Figure 7 demonstrates a part of the coordinate series extracted from the first subsequence of Chromosome 1, which is fitted by the LP method. The star signs indicate positions with ambiguous measures projected to the fitted curve. To specify the allele measure of a gap position in the haplotype, the next step converts the value of the projected point to 0 or 1 by comparisons with the threshold.

$$h(i)=\{\begin{array}{ll}0 & if\,cs(i)\le 0.5,\\ 1 & Otherwise,\end{array}$$

(14)

where cs(i) refers to the ith ambiguous measure projected to the fitted curve and h(i) is the output for the ith position with a gap measure.

Figure 7

A part of the extracted coordinate series from Chromosome 1’s subsequence (Data), the fitted curve which is the output of the proposed method (Green Curve), and the star points indicating positions with ambiguous values which are determined by a projection to the fitted curve.

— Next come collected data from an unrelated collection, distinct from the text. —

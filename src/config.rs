//! Runtime configuration.

use crate::error::{MonitorError, Result};
use crate::sensor::data::TemperatureUnit;
use serde::{Deserialize, Serialize};
use std::time::Duration;

/// Configuration for a monitoring run.
#[derive(Debug, Clone, PartialEq, Serialize, Deserialize)]
pub struct MonitorConfig {
    /// Base URL notifications are appended to
    pub remote_endpoint: String,
    /// Threshold in degrees Celsius
    pub threshold: f64,
    /// Unit of the notification payload
    pub units: TemperatureUnit,
    /// Sensor polling interval in milliseconds
    pub interval_ms: u64,
    /// Timeout for one notification request in milliseconds
    pub request_timeout_ms: u64,
    /// Capacity of the watcher event channel
    pub event_capacity: usize,
}

impl Default for MonitorConfig {
    fn default() -> Self {
        Self {
            remote_endpoint: crate::DEFAULT_REMOTE_ENDPOINT.to_string(),
            threshold: crate::DEFAULT_THRESHOLD,
            units: TemperatureUnit::Celsius,
            interval_ms: crate::DEFAULT_INTERVAL_MS,
            request_timeout_ms: crate::DEFAULT_REQUEST_TIMEOUT_MS,
            event_capacity: crate::DEFAULT_EVENT_CAPACITY,
        }
    }
}

impl MonitorConfig {
    /// Set the remote endpoint.
    pub fn with_remote_endpoint(mut self, endpoint: impl Into<String>) -> Self {
        self.remote_endpoint = endpoint.into();
        self
    }

    /// Set the temperature threshold.
    pub fn with_threshold(mut self, threshold: f64) -> Self {
        self.threshold = threshold;
        self
    }

    /// Set the payload unit.
    pub fn with_units(mut self, units: TemperatureUnit) -> Self {
        self.units = units;
        self
    }

    /// Set the polling interval.
    pub fn with_interval_ms(mut self, interval_ms: u64) -> Self {
        self.interval_ms = interval_ms;
        self
    }

    /// Set the notification request timeout.
    pub fn with_request_timeout_ms(mut self, timeout_ms: u64) -> Self {
        self.request_timeout_ms = timeout_ms;
        self
    }

    /// Set the event channel capacity.
    pub fn with_event_capacity(mut self, capacity: usize) -> Self {
        self.event_capacity = capacity;
        self
    }

    pub fn interval(&self) -> Duration {
        Duration::from_millis(self.interval_ms)
    }

    pub fn request_timeout(&self) -> Duration {
        Duration::from_millis(self.request_timeout_ms)
    }

    /// Reject settings the pipeline cannot run with.
    pub fn validate(&self) -> Result<()> {
        if self.remote_endpoint.trim().is_empty() {
            return Err(MonitorError::config_error("Remote endpoint must not be empty"));
        }
        if !self.threshold.is_finite() {
            return Err(MonitorError::config_error(format!(
                "Temperature threshold must be finite, got {}",
                self.threshold
            )));
        }
        if self.interval_ms == 0 {
            return Err(MonitorError::config_error("Polling interval must be non-zero"));
        }
        if self.request_timeout_ms == 0 {
            return Err(MonitorError::config_error("Request timeout must be non-zero"));
        }
        if self.event_capacity == 0 {
            return Err(MonitorError::config_error("Event capacity must be non-zero"));
        }
        Ok(())
    }
}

The proposed method was employed for all obtained coordinate series from all subsequences of all chromosomes. The reconstructed subsequences were compared with the original subsequences. Figure 8 depicts the percentage of improvements. As seen in Fig. 8, the boxplot demonstrates the deviation of the reconstruction rate for all subsequences belonging to a specified chromosome. The results demonstrate that the rate of reconstruction for all subsequences was more than 97% overall.

Figure 8

The deviation of reconstruction rates for all extracted subsequences from all chromosomes.

Conclusion

The current study investigated the chaotic behavior of haplotype sequences by considering the distribution of SNPs and mapping them with the CGR algorithm. The application of surrogate test and multi-fractal analysis procedure on a haplotype dataset demonstrated that the full length of chromosomes did not exhibit chaotic behavior. However, it was found that various numbers of subsequences throughout all haplotypes showed a deterministic nature. According to these findings, the laws of chaotic and stochastic processes can be employed for modeling haplotype sequences in a size-dependent manner. Moreover, the present study applied this knowledge to improve the reconstruction rate in the haplotype assembly problem. These promising results demonstrate that chaotic viewpoint can be effectively utilized to determine alleles in gap positions or low coverage positions. Finally, the source code used in the current work is available from the author upon request.